Recent releases of advanced multimodal LLMs such as GPT-4V and Gemini version pro have led to breakthroughs in visual and code generation understanding. This has opened up new possibilities in front-end development, where such multimodal large language models (LLMs) have the potential to translate visual designs into code directly, streamlining the front-end engineering process.
So can we take a screenshot of the website design and give this image to LLMs to obtain the full code implementation that can render into the desired web page in a fully end-to-end manner ?
That’s what researchers tried to answer with Design2Code task, which provides the first systematic study on this visual design to code implementation task. Researcher introduce Design2Code benchmark, a curated list of 484 real-world webpages as benchmark test cases and develop a set of automatic evaluation metrics to assess how well current multimodal LLMs can generate the code implementations that directly render into the given reference webpages, given the screenshots as input.

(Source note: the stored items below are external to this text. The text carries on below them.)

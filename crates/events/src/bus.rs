//! Pub/sub distribution for change notifications.
//!
//! The bus is intentionally lightweight: transport-agnostic, broadcast
//! semantics (every subscriber sees every message), no persistence, no
//! ordering guarantee across concurrent publishers. Delivery is best-effort -
//! the store remains the source of truth, a missed notification only means a
//! cache stays warm a little longer.

use std::sync::mpsc::Receiver;
use std::sync::{Arc, Mutex, mpsc};
use std::time::Duration;

/// A subscription to a bus.
///
/// Each subscription receives a copy of every message published after it was
/// created. Designed for single-threaded consumption; hand the subscription
/// to one consumer loop.
#[derive(Debug)]
pub struct Subscription<M> {
    receiver: Receiver<M>,
}

impl<M> Subscription<M> {
    pub fn new(receiver: Receiver<M>) -> Self {
        Self { receiver }
    }

    /// Block until the next message is available.
    pub fn recv(&self) -> Result<M, mpsc::RecvError> {
        self.receiver.recv()
    }

    /// Try to receive a message without blocking.
    pub fn try_recv(&self) -> Result<M, mpsc::TryRecvError> {
        self.receiver.try_recv()
    }

    /// Block for up to `timeout` waiting for a message.
    pub fn recv_timeout(&self, timeout: Duration) -> Result<M, mpsc::RecvTimeoutError> {
        self.receiver.recv_timeout(timeout)
    }
}

/// Transport-agnostic pub/sub bus.
///
/// `publish` can fail (transport down, bus full); the caller decides whether
/// that is fatal. For post-commit notifications it is not: the change is
/// already durable, so the engine logs the failure and moves on.
pub trait EventBus<M>: Send + Sync {
    type Error: core::fmt::Debug + Send + Sync + 'static;

    fn publish(&self, message: M) -> Result<(), Self::Error>;

    fn subscribe(&self) -> Subscription<M>;
}

impl<M, B> EventBus<M> for Arc<B>
where
    B: EventBus<M> + ?Sized,
{
    type Error = B::Error;

    fn publish(&self, message: M) -> Result<(), Self::Error> {
        (**self).publish(message)
    }

    fn subscribe(&self) -> Subscription<M> {
        (**self).subscribe()
    }
}

#[derive(Debug)]
pub enum InMemoryBusError {
    /// Publish failed due to internal lock poisoning.
    Poisoned,
}

/// In-memory pub/sub bus for tests/dev and single-process deployments.
///
/// Best-effort fan-out over std channels; subscribers whose receiver was
/// dropped are pruned on the next publish.
#[derive(Debug, Default)]
pub struct InMemoryEventBus<M> {
    subscribers: Mutex<Vec<mpsc::Sender<M>>>,
}

impl<M> InMemoryEventBus<M> {
    pub fn new() -> Self {
        Self {
            subscribers: Mutex::new(Vec::new()),
        }
    }
}

impl<M> EventBus<M> for InMemoryEventBus<M>
where
    M: Clone + Send + 'static,
{
    type Error = InMemoryBusError;

    fn publish(&self, message: M) -> Result<(), Self::Error> {
        let mut subs = self
            .subscribers
            .lock()
            .map_err(|_| InMemoryBusError::Poisoned)?;

        subs.retain(|tx| tx.send(message.clone()).is_ok());

        Ok(())
    }

    fn subscribe(&self) -> Subscription<M> {
        let (tx, rx) = mpsc::channel();

        // A poisoned lock leaves the subscription connected to nothing; the
        // consumer simply never hears anything until the process restarts.
        if let Ok(mut subs) = self.subscribers.lock() {
            subs.push(tx);
        }

        Subscription::new(rx)
    }
}

#[cfg(test)]
mod tests {
    use super::*;

    #[test]
    fn every_subscriber_sees_every_message() {
        let bus = InMemoryEventBus::<u32>::new();
        let a = bus.subscribe();
        let b = bus.subscribe();

        bus.publish(1).unwrap();
        bus.publish(2).unwrap();

        assert_eq!(a.try_recv().unwrap(), 1);
        assert_eq!(a.try_recv().unwrap(), 2);
        assert_eq!(b.try_recv().unwrap(), 1);
        assert_eq!(b.try_recv().unwrap(), 2);
    }

    #[test]
    fn dropped_subscribers_are_pruned() {
        let bus = InMemoryEventBus::<u32>::new();
        let kept = bus.subscribe();
        drop(bus.subscribe());

        bus.publish(7).unwrap();
        assert_eq!(kept.try_recv().unwrap(), 7);
    }

    #[test]
    fn messages_published_before_subscribing_are_not_replayed() {
        let bus = InMemoryEventBus::<u32>::new();
        bus.publish(1).unwrap();

        let late = bus.subscribe();
        bus.publish(2).unwrap();
        assert_eq!(late.try_recv().unwrap(), 2);
        assert!(late.try_recv().is_err());
    }
}
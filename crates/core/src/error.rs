//! Domain error model.

use thiserror::Error;

/// Result type used across the domain layer.
pub type DomainResult<T> = Result<T, DomainError>;

/// Domain-level error.
///
/// Keep this focused on deterministic, business/domain failures (validation,
/// state rules, conflicts). Infrastructure concerns belong elsewhere.
#[derive(Debug, Error, Clone, PartialEq, Eq)]
pub enum DomainError {
    /// A value failed validation (e.g. malformed input, bad window ordering,
    /// non-positive quantity).
    #[error("validation failed: {0}")]
    Validation(String),

    /// An operation is not permitted in the entity's current state
    /// (e.g. mutating lines on a non-Draft order).
    #[error("state conflict: {0}")]
    StateConflict(String),

    /// An identifier was invalid (e.g. parse failure).
    #[error("invalid identifier: {0}")]
    InvalidId(String),

    /// A requested resource was not found (domain-level).
    #[error("not found")]
    NotFound,

    /// A conflict occurred (e.g. concurrent mutation detected by the store).
    #[error("conflict: {0}")]
    Conflict(String),
}

impl DomainError {
    pub fn validation(msg: impl Into<String>) -> Self {
        Self::Validation(msg.into())
    }

    pub fn state_conflict(msg: impl Into<String>) -> Self {
        Self::StateConflict(msg.into())
    }

    pub fn invalid_id(msg: impl Into<String>) -> Self {
        Self::InvalidId(msg.into())
    }

    pub fn conflict(msg: impl Into<String>) -> Self {
        Self::Conflict(msg.into())
    }

    pub fn not_found() -> Self {
        Self::NotFound
    }
}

Further, a suite of multimodal prompting methods such as Direct Prompting, Text-Augmented Prompting and Self-Revision Prompting were also developed, which show their effectiveness on GPT-4V and Gemini Vision Pro.
Finally, researchers finetune an open-source Design2Code-18B model, with CogAgent-18B as base model, that successfully matches the performance of Gemini Pro Vision. Both human evaluation and automatic metrics show that GPT-4V is the clear winner on this task, where annotators think GPT-4V generated webpages can replace the original reference webpages in 49% cases in terms of visual appearance and content; and perhaps surprisingly, in 64% cases GPT-4V generated webpages are considered better than even the original reference webpages. fine-grained break-down metrics indicate that open-source models mostly lag in recalling visual elements from the input webpages and in generating correct layout designs, while aspects like text content and coloring can be drastically improved with proper finetuning.